Um dos nomes citados é o de Siri, apontado pelos investigadores como comerciante de cigarros contrafeitos e investigado há anos por supostas ligações com grupos paramilitares em Duque de Caxias.

Segundo a apuração, Siri foi preso em 2019 durante uma operação da Core e da Subsecretaria de Inteligência da Polícia Civil enquanto participava de uma partida de futebol ao lado de outros suspeitos ligados à milícia.

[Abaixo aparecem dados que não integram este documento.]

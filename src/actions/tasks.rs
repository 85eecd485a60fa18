//! To-do actions: list, create, complete, delete.

use std::sync::Arc;

use async_trait::async_trait;

use super::types::{
    ActionDescriptor, ActionExecutor, ActionOutput, ActionParams, ActionResult, ParamSpec,
    ParamType,
};
use super::validation::{optional_datetime, optional_str, required_str};
use crate::mailbox::{MailboxClient, NewTask};

pub struct ListTasks {
    mailbox: Arc<dyn MailboxClient>,
}

impl ListTasks {
    pub fn new(mailbox: Arc<dyn MailboxClient>) -> Self {
        Self { mailbox }
    }
}

#[async_trait]
impl ActionExecutor for ListTasks {
    async fn execute(&self, _params: &ActionParams) -> ActionResult {
        let tasks = self.mailbox.list_tasks().await?;
        if tasks.is_empty() {
            return Ok(ActionOutput::text("No tasks."));
        }
        let open = tasks.iter().filter(|t| !t.completed).count();
        let mut lines = vec![format!("{} task(s), {open} open:", tasks.len())];
        lines.extend(tasks.iter().map(|t| format!("- {}", t.format_line())));
        Ok(ActionOutput::text(lines.join("\n")))
    }
}

pub struct CreateTask {
    mailbox: Arc<dyn MailboxClient>,
}

impl CreateTask {
    pub fn new(mailbox: Arc<dyn MailboxClient>) -> Self {
        Self { mailbox }
    }
}

#[async_trait]
impl ActionExecutor for CreateTask {
    async fn execute(&self, params: &ActionParams) -> ActionResult {
        let task = NewTask {
            title: required_str(params, "title")?.to_owned(),
            due: optional_datetime(params, "due"),
            body: optional_str(params, "body").map(str::to_owned),
        };
        let created = self.mailbox.create_task(&task).await?;
        Ok(ActionOutput::text(format!(
            "Created task {}",
            created.format_line()
        )))
    }
}

pub struct CompleteTask {
    mailbox: Arc<dyn MailboxClient>,
}

impl CompleteTask {
    pub fn new(mailbox: Arc<dyn MailboxClient>) -> Self {
        Self { mailbox }
    }
}

#[async_trait]
impl ActionExecutor for CompleteTask {
    async fn execute(&self, params: &ActionParams) -> ActionResult {
        let id = required_str(params, "id")?;
        self.mailbox.complete_task(id).await?;
        Ok(ActionOutput::text(format!("Completed task {id}.")))
    }
}

pub struct DeleteTask {
    mailbox: Arc<dyn MailboxClient>,
}

impl DeleteTask {
    pub fn new(mailbox: Arc<dyn MailboxClient>) -> Self {
        Self { mailbox }
    }
}

#[async_trait]
impl ActionExecutor for DeleteTask {
    async fn execute(&self, params: &ActionParams) -> ActionResult {
        let id = required_str(params, "id")?;
        self.mailbox.delete_task(id).await?;
        Ok(ActionOutput::text(format!("Deleted task {id}.")))
    }
}

/// Catalog entries for task actions.
pub fn descriptors(mailbox: &Arc<dyn MailboxClient>) -> Vec<ActionDescriptor> {
    let id = || ParamSpec::required("id", ParamType::String, "Task id");
    vec![
        ActionDescriptor::new(
            "list_tasks",
            "List to-do items.",
            Arc::new(ListTasks::new(Arc::clone(mailbox))),
        )
        .alias("tasks")
        .alias("list_todos"),
        ActionDescriptor::new(
            "create_task",
            "Add a to-do item.",
            Arc::new(CreateTask::new(Arc::clone(mailbox))),
        )
        .param(ParamSpec::required("title", ParamType::String, "What needs doing"))
        .param(ParamSpec::optional("due", ParamType::DateTime, "Due date"))
        .param(ParamSpec::optional("body", ParamType::String, "Notes"))
        .alias("add_task")
        .alias("create_todo"),
        ActionDescriptor::new(
            "complete_task",
            "Mark a to-do item as done.",
            Arc::new(CompleteTask::new(Arc::clone(mailbox))),
        )
        .param(id())
        .alias("finish_task"),
        ActionDescriptor::new(
            "delete_task",
            "Delete a to-do item.",
            Arc::new(DeleteTask::new(Arc::clone(mailbox))),
        )
        .param(id())
        .gated()
        .summary("delete task {id}"),
    ]
}

#[cfg(test)]
mod tests {
    #![allow(clippy::unwrap_used, clippy::expect_used)]

    use serde_json::json;

    use super::*;
    use crate::mailbox::InMemoryMailbox;

    #[tokio::test]
    async fn create_complete_and_list() {
        let mailbox: Arc<dyn MailboxClient> = Arc::new(InMemoryMailbox::new());
        let params = json!({"title": "Pay invoice", "due": "2026-03-15"})
            .as_object()
            .cloned()
            .unwrap();
        let out = CreateTask::new(Arc::clone(&mailbox))
            .execute(&params)
            .await
            .unwrap();
        assert!(out.text.contains("Pay invoice (due 2026-03-15)"));

        let id_params = json!({"id": "task-1"}).as_object().cloned().unwrap();
        CompleteTask::new(Arc::clone(&mailbox))
            .execute(&id_params)
            .await
            .unwrap();

        let listing = ListTasks::new(mailbox)
            .execute(&ActionParams::new())
            .await
            .unwrap();
        assert!(listing.text.starts_with("1 task(s), 0 open:"));
        assert!(listing.text.contains("[x] [id: task-1]"));
    }
}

Na ocasião, diversas armas de fogo foram apreendidas.

Mesmo após o episódio, seu nome continuou aparecendo em documentos relacionados à ADILOC, empresa apontada pela Polícia Federal como parte da engrenagem financeira da organização criminosa atribuída a Adilsinho.

Além disso, Siri também aparece em investigações relacionadas à tentativa de homicídio contra um policial militar e por suposta participação em milícia privada.

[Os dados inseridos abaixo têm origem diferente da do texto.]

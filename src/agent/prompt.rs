//! Prompt assembly.
//!
//! Every model call gets one self-contained prompt built from the preamble,
//! the registry catalog, the directive format, known contacts, the last
//! search results, the recent conversation window and the current request.
//! Given the same inputs the output is byte-identical.

use std::fmt::Write as _;

use chrono::{DateTime, Utc};

use crate::actions::ActionRegistry;
use crate::parser::DIRECTIVE_FORMAT;
use crate::session::ConversationMemory;

/// Behaviour preamble used when the config does not override it.
pub const DEFAULT_PREAMBLE: &str = "You are an email and calendar assistant acting on the user's mailbox. \
You can search, read, organise, draft and send email, manage calendar events, folders, tasks and inbox rules. \
Use the actions below to look things up instead of guessing ids or addresses. \
Actions that send, reply, forward, delete or create calendar events need the user's approval; \
propose them once and wait. After an action result arrives, decide whether more actions are needed \
or answer the user directly. If an action result says re-authentication is needed, tell the user to sign in again.";

/// Inputs that vary per call.
pub struct PromptContext<'a> {
    pub preamble: &'a str,
    pub registry: &'a ActionRegistry,
    pub memory: &'a ConversationMemory,
    pub recent_window: usize,
    pub now: DateTime<Utc>,
}

/// Build the full prompt text.
pub fn build_prompt(ctx: &PromptContext<'_>) -> String {
    let mut out = String::new();
    out.push_str(ctx.preamble.trim());
    let _ = writeln!(
        out,
        "\n\nCurrent time: {}",
        ctx.now.format("%Y-%m-%d %H:%M UTC (%A)")
    );

    out.push_str("\n## Available actions\n");
    out.push_str(&ctx.registry.render_catalog());

    out.push_str("\n## Action format\n");
    out.push_str(DIRECTIVE_FORMAT);
    out.push('\n');

    let contacts = ctx.memory.contacts();
    if !contacts.is_empty() {
        out.push_str("\n## Known contacts\n");
        for (name, address) in contacts {
            let _ = writeln!(out, "- {name}: {address}");
        }
    }

    if let Some(search) = ctx.memory.last_search() {
        let _ = writeln!(out, "\n## Last search results (query: \"{}\")", search.query);
        if search.items.is_empty() {
            out.push_str("(no results)\n");
        }
        for (i, item) in search.items.iter().enumerate() {
            let _ = writeln!(out, "{}. {}", i + 1, item.format_line());
        }
    }

    let window = ctx.memory.recent_window(ctx.recent_window);
    if !window.is_empty() {
        out.push_str("\n## Conversation so far\n");
        for turn in window {
            out.push_str(&turn.render());
            out.push('\n');
        }
    }

    if let Some(request) = ctx.memory.last_user_message() {
        let _ = writeln!(out, "\n## Current request\n{request}");
    }

    out.push_str("\nAssistant:");
    out
}

#[cfg(test)]
mod tests {
    #![allow(clippy::unwrap_used, clippy::expect_used)]

    use std::sync::Arc;

    use chrono::TimeZone;

    use super::*;
    use crate::actions::builtin_registry;
    use crate::mailbox::InMemoryMailbox;
    use crate::session::Turn;

    fn now() -> DateTime<Utc> {
        Utc.with_ymd_and_hms(2026, 3, 2, 8, 0, 0).unwrap()
    }

    #[test]
    fn prompt_contains_every_section_in_order() {
        let registry = builtin_registry(Arc::new(InMemoryMailbox::new()), 10).unwrap();
        let mut memory = ConversationMemory::new(10);
        memory.record_contact("Jane", "jane@x.com");
        memory.append(Turn::user("email jane"));

        let prompt = build_prompt(&PromptContext {
            preamble: DEFAULT_PREAMBLE,
            registry: &registry,
            memory: &memory,
            recent_window: 10,
            now: now(),
        });

        let order = [
            "You are an email and calendar assistant",
            "Current time: 2026-03-02 08:00 UTC (Monday)",
            "## Available actions",
            "- send_email [REQUIRES APPROVAL]",
            "## Action format",
            "## Known contacts\n- Jane: jane@x.com",
            "## Conversation so far\nUser: email jane",
            "## Current request\nemail jane",
        ];
        let mut last = 0;
        for needle in order {
            let at = prompt.find(needle).unwrap_or_else(|| panic!("missing {needle:?}"));
            assert!(at >= last, "{needle:?} out of order");
            last = at;
        }
        assert!(!prompt.contains("## Last search results"));
    }

    #[test]
    fn prompt_is_deterministic() {
        let registry = builtin_registry(Arc::new(InMemoryMailbox::new()), 10).unwrap();
        let mut memory = ConversationMemory::new(10);
        memory.append(Turn::user("hi"));
        let ctx = PromptContext {
            preamble: "P",
            registry: &registry,
            memory: &memory,
            recent_window: 3,
            now: now(),
        };
        assert_eq!(build_prompt(&ctx), build_prompt(&ctx));
    }

    #[test]
    fn window_limits_history() {
        let registry = builtin_registry(Arc::new(InMemoryMailbox::new()), 10).unwrap();
        let mut memory = ConversationMemory::new(50);
        for i in 0..20 {
            memory.append(Turn::user(format!("message number {i}")));
        }
        let prompt = build_prompt(&PromptContext {
            preamble: "P",
            registry: &registry,
            memory: &memory,
            recent_window: 2,
            now: now(),
        });
        assert!(prompt.contains("User: message number 19"));
        assert!(prompt.contains("User: message number 18"));
        assert!(!prompt.contains("User: message number 17"));
    }
}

Outro personagem mencionado é PQD, que segundo a investigação também recebeu notas fiscais emitidas pela ADILOC e aparece vinculado a operações que somariam quase R$ 400 mil em mercadorias.

O histórico atribuído a PQD chamou atenção dos investigadores porque ele responde a processos relacionados a homicídios atribuídos à atuação de milicianos na Baixada Fluminense.

Nos autos citados pela Polícia Federal, ele aparece ao lado de policiais militares acusados de participação nos assassinatos, incluindo integrantes conhecidos pelos apelidos de “Cara de Pedra”.

Notas fiscais sob suspeita

Segundo a Polícia Federal, mensagens obtidas durante a investigação indicam que integrantes da estrutura administrativa ligada à empresa determinavam a emissão de notas fiscais em nome de pessoas vinculadas ao esquema.

A suspeita é que parte desses documentos não correspondesse a operações comerciais reais e fosse utilizada para dar aparência de legalidade à circulação de mercadorias e recursos oriundos das atividades criminosas.

Na avaliação dos investigadores, o mecanismo teria sido empregado para ocultar movimentações financeiras, dificultar o rastreamento dos recursos e fortalecer a estrutura econômica da organização.

Investigação continua

A Polícia Federal e o Ministério Público sustentam que os elementos reunidos apontam para uma organização criminosa com atuação diversificada, envolvendo comércio ilegal de cigarros, operadores financeiros, pessoas investigadas por milícia e indivíduos ligados a crimes violentos.

As investigações seguem em andamento e novas medidas não estão descartadas.